Stored data:
════════
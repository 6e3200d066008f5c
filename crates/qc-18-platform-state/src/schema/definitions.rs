//! # Static Schemas
//!
//! JSON schemas for every transition kind, the data contract meta-schema,
//! and the system document fields merged into each document type.
//! Binary fields are byte arrays in every schema.

use once_cell::sync::Lazy;
use serde_json::{json, Map, Value};

/// Built-in schema selector.
#[derive(Debug, Clone, Copy, PartialEq, Eq, Hash)]
pub enum SchemaKind {
    DataContractCreate,
    DataContract,
    DocumentsBatch,
    DocumentCreate,
    DocumentReplace,
    DocumentDelete,
    IdentityCreate,
    IdentityTopUp,
    InstantAssetLockProof,
    ChainAssetLockProof,
}

impl SchemaKind {
    pub const ALL: [SchemaKind; 10] = [
        Self::DataContractCreate,
        Self::DataContract,
        Self::DocumentsBatch,
        Self::DocumentCreate,
        Self::DocumentReplace,
        Self::DocumentDelete,
        Self::IdentityCreate,
        Self::IdentityTopUp,
        Self::InstantAssetLockProof,
        Self::ChainAssetLockProof,
    ];

    pub fn name(self) -> &'static str {
        match self {
            Self::DataContractCreate => "dataContractCreate",
            Self::DataContract => "dataContract",
            Self::DocumentsBatch => "documentsBatch",
            Self::DocumentCreate => "documentCreate",
            Self::DocumentReplace => "documentReplace",
            Self::DocumentDelete => "documentDelete",
            Self::IdentityCreate => "identityCreate",
            Self::IdentityTopUp => "identityTopUp",
            Self::InstantAssetLockProof => "instantAssetLockProof",
            Self::ChainAssetLockProof => "chainAssetLockProof",
        }
    }

    pub fn schema(self) -> &'static Value {
        match self {
            Self::DataContractCreate => &DATA_CONTRACT_CREATE,
            Self::DataContract => &DATA_CONTRACT,
            Self::DocumentsBatch => &DOCUMENTS_BATCH,
            Self::DocumentCreate => &DOCUMENT_CREATE,
            Self::DocumentReplace => &DOCUMENT_REPLACE,
            Self::DocumentDelete => &DOCUMENT_DELETE,
            Self::IdentityCreate => &IDENTITY_CREATE,
            Self::IdentityTopUp => &IDENTITY_TOP_UP,
            Self::InstantAssetLockProof => &INSTANT_ASSET_LOCK_PROOF,
            Self::ChainAssetLockProof => &CHAIN_ASSET_LOCK_PROOF,
        }
    }
}

fn byte_array(min: usize, max: usize) -> Value {
    json!({
        "type": "array",
        "items": { "type": "integer", "minimum": 0, "maximum": 255 },
        "minItems": min,
        "maxItems": max
    })
}

fn identifier() -> Value {
    byte_array(32, 32)
}

fn non_negative() -> Value {
    json!({ "type": "integer", "minimum": 0 })
}

fn signature() -> Value {
    byte_array(0, 96)
}

/// Names of document types, `$defs` entries and index names.
pub const NAME_PATTERN: &str = "^[a-zA-Z0-9_-]{1,64}$";

/// System document fields, merged into every document type schema.
pub static BASE_DOCUMENT_PROPERTIES: Lazy<Map<String, Value>> = Lazy::new(|| {
    let value = json!({
        "$protocolVersion": non_negative(),
        "$id": identifier(),
        "$type": { "type": "string", "minLength": 1, "maxLength": 64 },
        "$dataContractId": identifier(),
        "$ownerId": identifier(),
        "$revision": { "type": "integer", "minimum": 1 },
        "$createdAt": non_negative(),
        "$updatedAt": non_negative()
    });
    value.as_object().cloned().unwrap_or_default()
});

/// System fields every document carries.
pub const BASE_DOCUMENT_REQUIRED: &[&str] = &[
    "$protocolVersion",
    "$id",
    "$type",
    "$dataContractId",
    "$ownerId",
    "$revision",
];

static INDEX_DEFINITION: Lazy<Value> = Lazy::new(|| {
    json!({
        "type": "object",
        "required": ["name", "properties"],
        "properties": {
            "name": { "type": "string", "minLength": 1, "maxLength": 32 },
            "properties": {
                "type": "array",
                "minItems": 1,
                "maxItems": 10,
                "items": {
                    "type": "object",
                    "minProperties": 1,
                    "maxProperties": 1,
                    "additionalProperties": { "enum": ["asc", "desc"] }
                }
            },
            "unique": { "type": "boolean" }
        },
        "additionalProperties": false
    })
});

static DOCUMENT_TYPE_DEFINITION: Lazy<Value> = Lazy::new(|| {
    json!({
        "type": "object",
        "required": ["type", "properties", "additionalProperties"],
        "properties": {
            "type": { "const": "object" },
            "properties": { "type": "object", "minProperties": 1, "maxProperties": 100 },
            "required": { "type": "array", "items": { "type": "string" } },
            "additionalProperties": { "const": false },
            "indices": { "type": "array", "maxItems": 10, "items": INDEX_DEFINITION.clone() }
        }
    })
});

/// Data contract meta-schema.
pub static DATA_CONTRACT: Lazy<Value> = Lazy::new(|| {
    json!({
        "type": "object",
        "required": ["protocolVersion", "$id", "$schema", "ownerId", "version", "documents"],
        "properties": {
            "protocolVersion": non_negative(),
            "$id": identifier(),
            "$schema": { "type": "string", "minLength": 1 },
            "ownerId": identifier(),
            "version": { "type": "integer", "minimum": 1 },
            "documents": {
                "type": "object",
                "minProperties": 1,
                "maxProperties": 100,
                "propertyNames": { "pattern": NAME_PATTERN },
                "additionalProperties": DOCUMENT_TYPE_DEFINITION.clone()
            },
            "$defs": {
                "type": "object",
                "propertyNames": { "pattern": NAME_PATTERN },
                "additionalProperties": { "type": "object" }
            }
        },
        "additionalProperties": false
    })
});

pub static DATA_CONTRACT_CREATE: Lazy<Value> = Lazy::new(|| {
    json!({
        "type": "object",
        "required": ["protocolVersion", "type", "dataContract", "entropy", "signaturePublicKeyId", "signature"],
        "properties": {
            "protocolVersion": non_negative(),
            "type": { "const": 0 },
            "dataContract": { "type": "object" },
            "entropy": identifier(),
            "signaturePublicKeyId": non_negative(),
            "signature": signature()
        },
        "additionalProperties": false
    })
});

pub static DOCUMENTS_BATCH: Lazy<Value> = Lazy::new(|| {
    json!({
        "type": "object",
        "required": ["protocolVersion", "type", "ownerId", "transitions", "signaturePublicKeyId", "signature"],
        "properties": {
            "protocolVersion": non_negative(),
            "type": { "const": 1 },
            "ownerId": identifier(),
            "transitions": {
                "type": "array",
                "minItems": 1,
                "items": { "type": "object" }
            },
            "signaturePublicKeyId": non_negative(),
            "signature": signature()
        },
        "additionalProperties": false
    })
});

fn document_transition_base() -> Map<String, Value> {
    let value = json!({
        "$action": non_negative(),
        "$id": identifier(),
        "$type": { "type": "string", "minLength": 1, "maxLength": 64 },
        "$dataContractId": identifier()
    });
    value.as_object().cloned().unwrap_or_default()
}

pub static DOCUMENT_CREATE: Lazy<Value> = Lazy::new(|| {
    let mut properties = document_transition_base();
    properties.insert("$entropy".into(), identifier());
    properties.insert("$createdAt".into(), non_negative());
    properties.insert("$updatedAt".into(), non_negative());
    json!({
        "type": "object",
        "required": ["$action", "$id", "$type", "$dataContractId", "$entropy"],
        "properties": properties
    })
});

pub static DOCUMENT_REPLACE: Lazy<Value> = Lazy::new(|| {
    let mut properties = document_transition_base();
    properties.insert("$revision".into(), json!({ "type": "integer", "minimum": 1 }));
    properties.insert("$createdAt".into(), non_negative());
    properties.insert("$updatedAt".into(), non_negative());
    json!({
        "type": "object",
        "required": ["$action", "$id", "$type", "$dataContractId", "$revision"],
        "properties": properties
    })
});

pub static DOCUMENT_DELETE: Lazy<Value> = Lazy::new(|| {
    json!({
        "type": "object",
        "required": ["$action", "$id", "$type", "$dataContractId"],
        "properties": document_transition_base(),
        "additionalProperties": false
    })
});

static IDENTITY_PUBLIC_KEY: Lazy<Value> = Lazy::new(|| {
    json!({
        "type": "object",
        "required": ["id", "type", "data"],
        "properties": {
            "id": non_negative(),
            "type": { "enum": [0, 1, 2] },
            "data": byte_array(20, 48),
            "enabled": { "type": "boolean" }
        },
        "additionalProperties": false
    })
});

pub static IDENTITY_CREATE: Lazy<Value> = Lazy::new(|| {
    json!({
        "type": "object",
        "required": ["protocolVersion", "type", "assetLockProof", "publicKeys", "signature"],
        "properties": {
            "protocolVersion": non_negative(),
            "type": { "const": 2 },
            "assetLockProof": { "type": "object" },
            "publicKeys": {
                "type": "array",
                "minItems": 1,
                "maxItems": 10,
                "items": IDENTITY_PUBLIC_KEY.clone()
            },
            "signature": signature()
        },
        "additionalProperties": false
    })
});

pub static IDENTITY_TOP_UP: Lazy<Value> = Lazy::new(|| {
    json!({
        "type": "object",
        "required": ["protocolVersion", "type", "assetLockProof", "identityId", "signature"],
        "properties": {
            "protocolVersion": non_negative(),
            "type": { "const": 3 },
            "assetLockProof": { "type": "object" },
            "identityId": identifier(),
            "signature": signature()
        },
        "additionalProperties": false
    })
});

pub static INSTANT_ASSET_LOCK_PROOF: Lazy<Value> = Lazy::new(|| {
    json!({
        "type": "object",
        "required": ["type", "transaction", "outputIndex", "instantLock"],
        "properties": {
            "type": { "const": 0 },
            "transaction": byte_array(1, 100_000),
            "outputIndex": { "type": "integer", "minimum": 0, "maximum": u32::MAX },
            "instantLock": byte_array(1, 10_000)
        },
        "additionalProperties": false
    })
});

pub static CHAIN_ASSET_LOCK_PROOF: Lazy<Value> = Lazy::new(|| {
    json!({
        "type": "object",
        "required": ["type", "coreChainLockedHeight", "outPoint"],
        "properties": {
            "type": { "const": 1 },
            "coreChainLockedHeight": { "type": "integer", "minimum": 1, "maximum": u32::MAX },
            "outPoint": byte_array(36, 36)
        },
        "additionalProperties": false
    })
});

#[cfg(test)]
mod tests {
    use super::*;

    #[test]
    fn test_every_kind_has_an_object_schema() {
        for kind in SchemaKind::ALL {
            assert_eq!(kind.schema()["type"], "object", "{}", kind.name());
        }
    }

    #[test]
    fn test_base_document_fields_cover_required() {
        for name in BASE_DOCUMENT_REQUIRED {
            assert!(BASE_DOCUMENT_PROPERTIES.contains_key(*name));
        }
    }
}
════════
_EXERCISE INSTRUCTIONS_
Look through the entries above, find each line containing "maxProperties", and copy it.

_RESULT OF THE EXERCISE_
                    "maxProperties": 1,
            "properties": { "type": "object", "minProperties": 1, "maxProperties": 100 },
                "maxProperties": 100,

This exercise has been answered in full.